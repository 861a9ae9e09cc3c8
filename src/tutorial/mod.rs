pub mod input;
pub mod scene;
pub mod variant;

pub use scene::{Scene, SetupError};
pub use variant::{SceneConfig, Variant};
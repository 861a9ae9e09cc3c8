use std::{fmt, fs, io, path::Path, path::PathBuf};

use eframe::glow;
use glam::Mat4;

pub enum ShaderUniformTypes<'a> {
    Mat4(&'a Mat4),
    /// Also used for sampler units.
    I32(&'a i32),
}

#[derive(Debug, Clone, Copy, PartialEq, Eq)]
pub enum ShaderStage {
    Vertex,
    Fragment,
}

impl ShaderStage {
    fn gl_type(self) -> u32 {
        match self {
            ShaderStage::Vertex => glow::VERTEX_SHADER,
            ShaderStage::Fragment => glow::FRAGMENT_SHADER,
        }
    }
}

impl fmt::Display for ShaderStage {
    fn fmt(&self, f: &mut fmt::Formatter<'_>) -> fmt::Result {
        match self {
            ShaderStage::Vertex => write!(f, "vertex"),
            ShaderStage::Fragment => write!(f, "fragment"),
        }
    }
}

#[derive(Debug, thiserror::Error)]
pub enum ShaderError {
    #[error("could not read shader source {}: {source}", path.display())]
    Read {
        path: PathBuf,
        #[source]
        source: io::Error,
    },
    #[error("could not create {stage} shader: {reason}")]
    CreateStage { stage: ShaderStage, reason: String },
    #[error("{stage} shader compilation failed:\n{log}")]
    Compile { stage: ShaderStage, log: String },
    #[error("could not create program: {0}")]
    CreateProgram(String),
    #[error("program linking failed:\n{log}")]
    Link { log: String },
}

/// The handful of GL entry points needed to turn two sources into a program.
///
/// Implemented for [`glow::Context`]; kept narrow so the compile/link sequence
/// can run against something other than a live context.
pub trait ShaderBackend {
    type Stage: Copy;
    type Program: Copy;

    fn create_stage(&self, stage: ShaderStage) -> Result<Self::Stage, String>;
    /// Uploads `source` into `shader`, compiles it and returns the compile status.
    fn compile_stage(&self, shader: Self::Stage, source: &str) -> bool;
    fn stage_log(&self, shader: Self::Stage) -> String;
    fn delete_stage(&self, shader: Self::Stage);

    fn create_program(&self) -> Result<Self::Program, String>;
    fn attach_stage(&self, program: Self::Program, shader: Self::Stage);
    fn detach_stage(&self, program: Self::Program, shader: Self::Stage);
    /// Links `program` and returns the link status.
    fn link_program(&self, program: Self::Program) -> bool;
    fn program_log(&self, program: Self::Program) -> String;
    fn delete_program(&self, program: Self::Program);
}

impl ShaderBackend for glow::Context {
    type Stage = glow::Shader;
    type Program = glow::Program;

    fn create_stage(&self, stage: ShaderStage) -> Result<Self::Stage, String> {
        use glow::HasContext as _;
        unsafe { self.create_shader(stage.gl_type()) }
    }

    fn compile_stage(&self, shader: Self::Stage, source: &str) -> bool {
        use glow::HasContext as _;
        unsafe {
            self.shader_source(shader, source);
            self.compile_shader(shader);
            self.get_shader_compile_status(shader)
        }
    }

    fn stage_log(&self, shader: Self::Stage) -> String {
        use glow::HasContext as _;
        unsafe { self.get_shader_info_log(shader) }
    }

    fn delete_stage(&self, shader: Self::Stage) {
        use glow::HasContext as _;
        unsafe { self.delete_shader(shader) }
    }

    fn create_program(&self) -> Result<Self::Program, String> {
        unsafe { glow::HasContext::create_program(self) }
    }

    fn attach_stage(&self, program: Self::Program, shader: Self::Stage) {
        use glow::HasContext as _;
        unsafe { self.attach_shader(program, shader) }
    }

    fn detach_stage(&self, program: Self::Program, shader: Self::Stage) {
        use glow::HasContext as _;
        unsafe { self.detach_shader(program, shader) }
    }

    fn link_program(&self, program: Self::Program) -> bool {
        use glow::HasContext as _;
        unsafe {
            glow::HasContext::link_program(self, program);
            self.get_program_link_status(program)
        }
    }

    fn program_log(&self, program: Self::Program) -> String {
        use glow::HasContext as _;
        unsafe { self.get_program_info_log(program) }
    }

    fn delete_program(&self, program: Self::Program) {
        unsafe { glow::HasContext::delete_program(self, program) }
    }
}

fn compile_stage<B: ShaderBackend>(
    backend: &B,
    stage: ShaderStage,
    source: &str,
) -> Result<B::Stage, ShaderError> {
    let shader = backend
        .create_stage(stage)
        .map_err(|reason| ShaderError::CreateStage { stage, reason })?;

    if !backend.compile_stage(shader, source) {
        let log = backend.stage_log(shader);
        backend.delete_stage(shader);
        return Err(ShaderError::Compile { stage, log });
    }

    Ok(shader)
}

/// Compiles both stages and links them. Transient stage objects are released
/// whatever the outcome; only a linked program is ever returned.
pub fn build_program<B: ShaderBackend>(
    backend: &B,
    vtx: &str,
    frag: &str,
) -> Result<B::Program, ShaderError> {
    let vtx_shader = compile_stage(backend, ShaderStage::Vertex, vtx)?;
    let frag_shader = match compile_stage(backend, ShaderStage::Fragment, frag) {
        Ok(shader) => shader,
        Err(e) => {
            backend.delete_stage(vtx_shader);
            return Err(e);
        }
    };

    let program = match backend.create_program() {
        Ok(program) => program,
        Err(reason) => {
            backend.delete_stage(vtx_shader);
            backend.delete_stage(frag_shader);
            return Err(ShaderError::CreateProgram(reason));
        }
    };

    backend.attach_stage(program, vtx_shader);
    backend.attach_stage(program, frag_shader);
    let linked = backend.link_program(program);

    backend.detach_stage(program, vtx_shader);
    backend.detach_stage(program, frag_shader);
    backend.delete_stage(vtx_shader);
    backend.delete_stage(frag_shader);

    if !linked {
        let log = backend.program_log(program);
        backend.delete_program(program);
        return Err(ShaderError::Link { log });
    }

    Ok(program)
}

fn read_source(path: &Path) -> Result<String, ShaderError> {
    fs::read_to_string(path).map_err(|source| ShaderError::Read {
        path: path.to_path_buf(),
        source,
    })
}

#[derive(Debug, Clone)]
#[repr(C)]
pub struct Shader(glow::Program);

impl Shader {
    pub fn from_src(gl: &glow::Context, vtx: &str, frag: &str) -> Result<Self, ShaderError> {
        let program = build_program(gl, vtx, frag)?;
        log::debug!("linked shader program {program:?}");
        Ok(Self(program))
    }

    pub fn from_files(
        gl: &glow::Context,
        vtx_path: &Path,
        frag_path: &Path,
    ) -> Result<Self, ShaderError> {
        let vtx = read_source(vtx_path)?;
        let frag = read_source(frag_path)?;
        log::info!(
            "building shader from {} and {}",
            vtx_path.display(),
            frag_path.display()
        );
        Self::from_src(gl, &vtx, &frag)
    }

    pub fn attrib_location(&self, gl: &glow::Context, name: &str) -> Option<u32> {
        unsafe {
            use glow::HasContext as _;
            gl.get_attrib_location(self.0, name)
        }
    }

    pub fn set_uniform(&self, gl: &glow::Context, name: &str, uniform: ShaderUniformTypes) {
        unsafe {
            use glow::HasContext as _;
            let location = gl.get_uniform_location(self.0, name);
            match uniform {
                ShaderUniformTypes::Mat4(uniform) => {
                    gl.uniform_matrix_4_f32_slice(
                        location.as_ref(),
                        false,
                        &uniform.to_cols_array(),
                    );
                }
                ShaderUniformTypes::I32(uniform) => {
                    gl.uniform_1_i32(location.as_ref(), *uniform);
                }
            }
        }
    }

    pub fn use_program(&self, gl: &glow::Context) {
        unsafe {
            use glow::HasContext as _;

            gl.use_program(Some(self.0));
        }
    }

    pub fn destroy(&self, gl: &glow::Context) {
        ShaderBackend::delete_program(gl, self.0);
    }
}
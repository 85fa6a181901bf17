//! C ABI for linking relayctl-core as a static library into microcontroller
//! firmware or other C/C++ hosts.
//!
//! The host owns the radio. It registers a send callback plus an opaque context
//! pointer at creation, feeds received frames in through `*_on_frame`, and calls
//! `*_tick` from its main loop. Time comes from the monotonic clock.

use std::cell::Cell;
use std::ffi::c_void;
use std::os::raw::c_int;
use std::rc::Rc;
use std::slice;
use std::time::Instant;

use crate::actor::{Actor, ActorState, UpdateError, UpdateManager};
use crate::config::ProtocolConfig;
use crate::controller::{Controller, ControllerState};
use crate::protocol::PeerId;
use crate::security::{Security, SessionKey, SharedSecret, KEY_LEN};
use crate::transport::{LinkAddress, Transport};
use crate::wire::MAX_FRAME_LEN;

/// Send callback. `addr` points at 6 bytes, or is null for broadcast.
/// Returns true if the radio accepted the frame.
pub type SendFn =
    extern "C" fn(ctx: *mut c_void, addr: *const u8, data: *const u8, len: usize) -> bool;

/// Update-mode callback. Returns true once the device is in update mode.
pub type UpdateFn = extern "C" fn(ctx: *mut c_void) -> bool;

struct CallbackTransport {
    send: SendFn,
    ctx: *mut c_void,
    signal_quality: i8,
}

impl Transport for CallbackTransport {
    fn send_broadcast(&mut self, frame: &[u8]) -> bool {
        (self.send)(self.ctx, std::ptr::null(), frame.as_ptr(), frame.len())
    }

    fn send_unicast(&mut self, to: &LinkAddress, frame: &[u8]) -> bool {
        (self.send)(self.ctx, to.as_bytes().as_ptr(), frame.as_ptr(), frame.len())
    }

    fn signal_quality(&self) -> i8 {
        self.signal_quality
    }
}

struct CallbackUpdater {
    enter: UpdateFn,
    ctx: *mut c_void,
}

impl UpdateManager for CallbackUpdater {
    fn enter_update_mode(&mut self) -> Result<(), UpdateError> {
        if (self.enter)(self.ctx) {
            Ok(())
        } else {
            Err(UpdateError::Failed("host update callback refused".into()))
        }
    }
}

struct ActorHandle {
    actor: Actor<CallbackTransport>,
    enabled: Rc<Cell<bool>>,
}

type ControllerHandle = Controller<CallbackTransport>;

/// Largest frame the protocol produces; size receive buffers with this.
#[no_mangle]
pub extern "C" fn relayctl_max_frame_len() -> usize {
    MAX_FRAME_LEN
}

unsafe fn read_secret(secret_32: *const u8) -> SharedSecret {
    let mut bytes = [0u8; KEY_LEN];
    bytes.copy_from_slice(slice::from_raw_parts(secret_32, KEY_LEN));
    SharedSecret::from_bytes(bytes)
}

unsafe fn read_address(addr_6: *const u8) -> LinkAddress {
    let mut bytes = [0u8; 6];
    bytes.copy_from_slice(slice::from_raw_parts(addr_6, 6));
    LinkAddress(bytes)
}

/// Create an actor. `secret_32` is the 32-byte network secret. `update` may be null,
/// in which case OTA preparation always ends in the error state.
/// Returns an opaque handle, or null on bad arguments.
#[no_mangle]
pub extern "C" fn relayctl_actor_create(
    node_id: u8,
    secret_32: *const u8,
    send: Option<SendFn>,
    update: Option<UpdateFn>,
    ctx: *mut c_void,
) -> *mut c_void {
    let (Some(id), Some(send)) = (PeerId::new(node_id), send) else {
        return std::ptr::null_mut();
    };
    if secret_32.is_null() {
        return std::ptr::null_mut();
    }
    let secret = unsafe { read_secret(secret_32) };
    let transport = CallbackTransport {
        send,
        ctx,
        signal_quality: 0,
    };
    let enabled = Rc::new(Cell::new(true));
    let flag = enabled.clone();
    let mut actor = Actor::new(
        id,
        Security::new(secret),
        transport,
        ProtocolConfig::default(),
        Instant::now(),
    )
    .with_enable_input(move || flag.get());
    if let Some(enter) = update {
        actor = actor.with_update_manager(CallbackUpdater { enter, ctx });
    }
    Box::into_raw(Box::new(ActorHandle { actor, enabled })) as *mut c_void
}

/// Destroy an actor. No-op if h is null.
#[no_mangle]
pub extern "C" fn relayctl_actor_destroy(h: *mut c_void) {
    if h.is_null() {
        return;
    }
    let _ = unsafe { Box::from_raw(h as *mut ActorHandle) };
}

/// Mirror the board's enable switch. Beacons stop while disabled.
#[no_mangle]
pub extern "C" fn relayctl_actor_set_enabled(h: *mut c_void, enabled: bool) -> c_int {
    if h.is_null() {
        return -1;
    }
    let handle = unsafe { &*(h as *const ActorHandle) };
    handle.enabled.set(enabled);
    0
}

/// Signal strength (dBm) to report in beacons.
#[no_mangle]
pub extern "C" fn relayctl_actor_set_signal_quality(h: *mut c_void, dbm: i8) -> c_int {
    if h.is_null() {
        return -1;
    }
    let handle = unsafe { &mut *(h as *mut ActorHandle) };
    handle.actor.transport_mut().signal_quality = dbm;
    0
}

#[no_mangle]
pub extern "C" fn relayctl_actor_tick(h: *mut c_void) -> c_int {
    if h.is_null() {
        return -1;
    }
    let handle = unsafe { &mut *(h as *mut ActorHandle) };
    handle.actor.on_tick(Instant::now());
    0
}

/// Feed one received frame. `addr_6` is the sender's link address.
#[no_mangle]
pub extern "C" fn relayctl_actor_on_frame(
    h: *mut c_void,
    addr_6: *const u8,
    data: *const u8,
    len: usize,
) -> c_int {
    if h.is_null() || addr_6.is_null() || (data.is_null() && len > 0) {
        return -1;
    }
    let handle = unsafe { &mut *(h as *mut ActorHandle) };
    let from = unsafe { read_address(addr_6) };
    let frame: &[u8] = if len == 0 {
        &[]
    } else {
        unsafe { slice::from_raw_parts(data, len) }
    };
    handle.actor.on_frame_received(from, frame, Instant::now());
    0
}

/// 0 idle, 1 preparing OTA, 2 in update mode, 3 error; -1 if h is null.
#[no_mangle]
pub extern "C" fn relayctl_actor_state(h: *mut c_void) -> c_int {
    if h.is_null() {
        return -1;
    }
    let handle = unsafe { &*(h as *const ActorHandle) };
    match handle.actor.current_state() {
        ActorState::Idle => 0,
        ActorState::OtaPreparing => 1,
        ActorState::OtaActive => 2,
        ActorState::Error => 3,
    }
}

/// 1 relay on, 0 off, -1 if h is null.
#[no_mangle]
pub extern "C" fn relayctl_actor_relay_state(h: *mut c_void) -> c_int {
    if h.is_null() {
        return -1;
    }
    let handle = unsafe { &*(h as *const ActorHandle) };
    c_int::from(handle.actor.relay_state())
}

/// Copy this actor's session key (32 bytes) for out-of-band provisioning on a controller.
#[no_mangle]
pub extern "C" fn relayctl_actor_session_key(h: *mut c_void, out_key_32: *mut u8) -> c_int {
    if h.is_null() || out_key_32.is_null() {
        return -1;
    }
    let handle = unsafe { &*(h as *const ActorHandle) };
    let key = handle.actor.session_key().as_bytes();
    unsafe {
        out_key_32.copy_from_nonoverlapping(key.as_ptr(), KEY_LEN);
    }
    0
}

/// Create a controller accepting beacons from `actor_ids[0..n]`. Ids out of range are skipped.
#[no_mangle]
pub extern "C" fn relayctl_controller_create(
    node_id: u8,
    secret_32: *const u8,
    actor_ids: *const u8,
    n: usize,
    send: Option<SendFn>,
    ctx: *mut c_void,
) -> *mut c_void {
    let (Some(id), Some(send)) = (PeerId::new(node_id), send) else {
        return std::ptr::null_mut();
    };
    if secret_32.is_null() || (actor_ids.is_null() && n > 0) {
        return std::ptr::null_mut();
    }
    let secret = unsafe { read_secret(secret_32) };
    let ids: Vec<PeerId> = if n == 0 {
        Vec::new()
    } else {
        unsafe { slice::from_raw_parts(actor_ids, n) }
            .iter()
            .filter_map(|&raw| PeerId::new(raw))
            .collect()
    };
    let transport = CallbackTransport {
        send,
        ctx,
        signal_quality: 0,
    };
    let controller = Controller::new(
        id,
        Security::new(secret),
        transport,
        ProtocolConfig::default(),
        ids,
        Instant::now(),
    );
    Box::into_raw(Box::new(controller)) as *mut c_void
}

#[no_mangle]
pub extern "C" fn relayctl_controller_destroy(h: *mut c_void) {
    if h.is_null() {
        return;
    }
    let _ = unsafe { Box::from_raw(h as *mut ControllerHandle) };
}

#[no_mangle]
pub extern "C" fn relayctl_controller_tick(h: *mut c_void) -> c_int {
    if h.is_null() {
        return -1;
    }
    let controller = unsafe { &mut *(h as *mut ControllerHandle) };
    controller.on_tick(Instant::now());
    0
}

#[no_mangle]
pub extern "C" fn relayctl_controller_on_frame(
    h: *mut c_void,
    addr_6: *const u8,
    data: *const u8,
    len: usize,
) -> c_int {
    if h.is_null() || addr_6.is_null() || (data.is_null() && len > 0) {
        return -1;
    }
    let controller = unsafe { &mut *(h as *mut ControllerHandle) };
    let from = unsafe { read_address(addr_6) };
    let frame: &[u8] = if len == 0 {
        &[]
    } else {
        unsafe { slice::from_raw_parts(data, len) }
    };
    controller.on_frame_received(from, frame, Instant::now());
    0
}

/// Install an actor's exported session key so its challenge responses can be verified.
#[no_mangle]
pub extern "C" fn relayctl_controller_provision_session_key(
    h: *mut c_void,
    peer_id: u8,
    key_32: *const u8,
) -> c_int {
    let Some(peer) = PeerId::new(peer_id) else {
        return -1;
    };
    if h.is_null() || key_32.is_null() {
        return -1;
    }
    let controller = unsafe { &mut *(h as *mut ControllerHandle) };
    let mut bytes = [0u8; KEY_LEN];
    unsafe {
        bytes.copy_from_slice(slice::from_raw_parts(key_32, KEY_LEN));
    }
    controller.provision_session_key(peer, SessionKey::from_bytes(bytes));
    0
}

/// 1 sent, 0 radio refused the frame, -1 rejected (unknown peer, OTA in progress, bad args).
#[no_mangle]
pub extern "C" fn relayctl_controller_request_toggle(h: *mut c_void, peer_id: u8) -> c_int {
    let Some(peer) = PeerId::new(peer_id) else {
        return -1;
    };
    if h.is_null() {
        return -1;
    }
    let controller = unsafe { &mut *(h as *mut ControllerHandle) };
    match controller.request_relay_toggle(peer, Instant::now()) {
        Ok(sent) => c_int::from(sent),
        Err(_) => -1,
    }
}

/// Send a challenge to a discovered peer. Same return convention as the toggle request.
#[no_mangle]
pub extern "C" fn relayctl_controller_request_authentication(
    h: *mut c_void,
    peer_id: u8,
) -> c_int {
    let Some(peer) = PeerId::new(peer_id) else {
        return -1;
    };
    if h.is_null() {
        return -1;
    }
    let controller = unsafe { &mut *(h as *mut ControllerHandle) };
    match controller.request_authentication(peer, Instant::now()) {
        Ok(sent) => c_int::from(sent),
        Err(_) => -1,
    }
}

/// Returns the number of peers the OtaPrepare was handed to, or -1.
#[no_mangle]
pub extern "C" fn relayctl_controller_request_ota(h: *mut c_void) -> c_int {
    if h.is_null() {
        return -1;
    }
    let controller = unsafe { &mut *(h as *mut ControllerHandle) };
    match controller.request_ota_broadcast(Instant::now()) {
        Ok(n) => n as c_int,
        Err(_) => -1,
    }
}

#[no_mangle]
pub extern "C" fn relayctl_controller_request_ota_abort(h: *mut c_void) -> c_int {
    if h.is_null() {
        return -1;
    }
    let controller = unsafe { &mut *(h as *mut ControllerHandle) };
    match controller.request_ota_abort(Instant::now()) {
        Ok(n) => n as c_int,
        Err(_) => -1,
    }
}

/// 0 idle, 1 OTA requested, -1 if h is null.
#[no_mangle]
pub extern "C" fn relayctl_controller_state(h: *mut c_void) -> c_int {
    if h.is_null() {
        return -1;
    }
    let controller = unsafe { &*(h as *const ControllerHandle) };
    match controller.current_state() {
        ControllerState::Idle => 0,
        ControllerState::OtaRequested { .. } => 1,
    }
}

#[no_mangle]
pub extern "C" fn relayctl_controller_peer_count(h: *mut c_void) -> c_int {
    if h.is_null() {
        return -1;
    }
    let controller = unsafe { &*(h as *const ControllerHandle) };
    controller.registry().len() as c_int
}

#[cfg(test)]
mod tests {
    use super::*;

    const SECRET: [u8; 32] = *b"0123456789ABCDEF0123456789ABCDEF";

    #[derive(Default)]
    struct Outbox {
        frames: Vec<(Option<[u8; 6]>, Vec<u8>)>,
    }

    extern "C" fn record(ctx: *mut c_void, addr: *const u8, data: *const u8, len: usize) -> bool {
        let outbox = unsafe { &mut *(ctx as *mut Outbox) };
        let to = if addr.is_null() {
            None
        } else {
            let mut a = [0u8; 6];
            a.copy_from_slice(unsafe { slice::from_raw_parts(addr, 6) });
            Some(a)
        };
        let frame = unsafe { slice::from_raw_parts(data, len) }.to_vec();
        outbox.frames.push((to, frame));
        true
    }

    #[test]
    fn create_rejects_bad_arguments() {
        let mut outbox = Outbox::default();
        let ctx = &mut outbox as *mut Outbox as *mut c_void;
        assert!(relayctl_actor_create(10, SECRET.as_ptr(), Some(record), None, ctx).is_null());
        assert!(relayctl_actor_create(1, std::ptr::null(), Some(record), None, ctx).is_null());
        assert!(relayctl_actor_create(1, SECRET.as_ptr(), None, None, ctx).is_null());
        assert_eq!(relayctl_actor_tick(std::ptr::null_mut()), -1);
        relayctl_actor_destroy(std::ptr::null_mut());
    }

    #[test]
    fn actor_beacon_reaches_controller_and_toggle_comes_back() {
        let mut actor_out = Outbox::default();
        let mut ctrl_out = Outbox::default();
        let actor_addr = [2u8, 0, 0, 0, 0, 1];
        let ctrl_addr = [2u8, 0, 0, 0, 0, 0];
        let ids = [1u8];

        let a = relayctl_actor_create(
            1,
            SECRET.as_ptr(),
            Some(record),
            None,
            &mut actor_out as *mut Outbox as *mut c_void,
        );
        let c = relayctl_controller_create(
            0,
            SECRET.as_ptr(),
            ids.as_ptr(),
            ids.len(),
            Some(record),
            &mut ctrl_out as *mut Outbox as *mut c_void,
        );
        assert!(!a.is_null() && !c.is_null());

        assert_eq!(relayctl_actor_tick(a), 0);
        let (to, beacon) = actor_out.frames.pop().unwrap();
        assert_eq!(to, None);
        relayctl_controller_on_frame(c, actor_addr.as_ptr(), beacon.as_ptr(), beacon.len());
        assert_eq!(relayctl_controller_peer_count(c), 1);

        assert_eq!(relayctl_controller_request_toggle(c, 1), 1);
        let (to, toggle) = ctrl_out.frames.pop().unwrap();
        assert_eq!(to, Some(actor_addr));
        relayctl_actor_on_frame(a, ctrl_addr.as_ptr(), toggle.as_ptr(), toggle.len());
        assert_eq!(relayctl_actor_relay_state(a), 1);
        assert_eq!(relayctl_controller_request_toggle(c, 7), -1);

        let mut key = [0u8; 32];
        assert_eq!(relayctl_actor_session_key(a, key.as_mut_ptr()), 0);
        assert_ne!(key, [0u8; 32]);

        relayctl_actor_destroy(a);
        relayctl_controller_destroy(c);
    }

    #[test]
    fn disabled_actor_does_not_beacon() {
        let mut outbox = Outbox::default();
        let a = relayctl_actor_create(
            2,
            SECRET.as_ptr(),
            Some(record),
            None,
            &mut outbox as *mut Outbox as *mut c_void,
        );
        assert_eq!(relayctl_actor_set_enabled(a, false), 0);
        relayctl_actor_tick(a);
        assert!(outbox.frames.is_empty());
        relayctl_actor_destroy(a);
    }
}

----------------

- **Problem to work on**: Return exactly the lines from the beginning of the data above through the one containing "use glam::Mat4;", please. Include both end lines and add nothing else.

- **Exercise result**:
repository 861a9ae9e09cc3c8
filename src/tutorial/mod.rs
pub mod input;
pub mod scene;
pub mod variant;

pub use scene::{Scene, SetupError};
pub use variant::{SceneConfig, Variant};
repository 861a9ae9e09cc3c8
use std::{fmt, fs, io, path::Path, path::PathBuf};

use eframe::glow;
use glam::Mat4;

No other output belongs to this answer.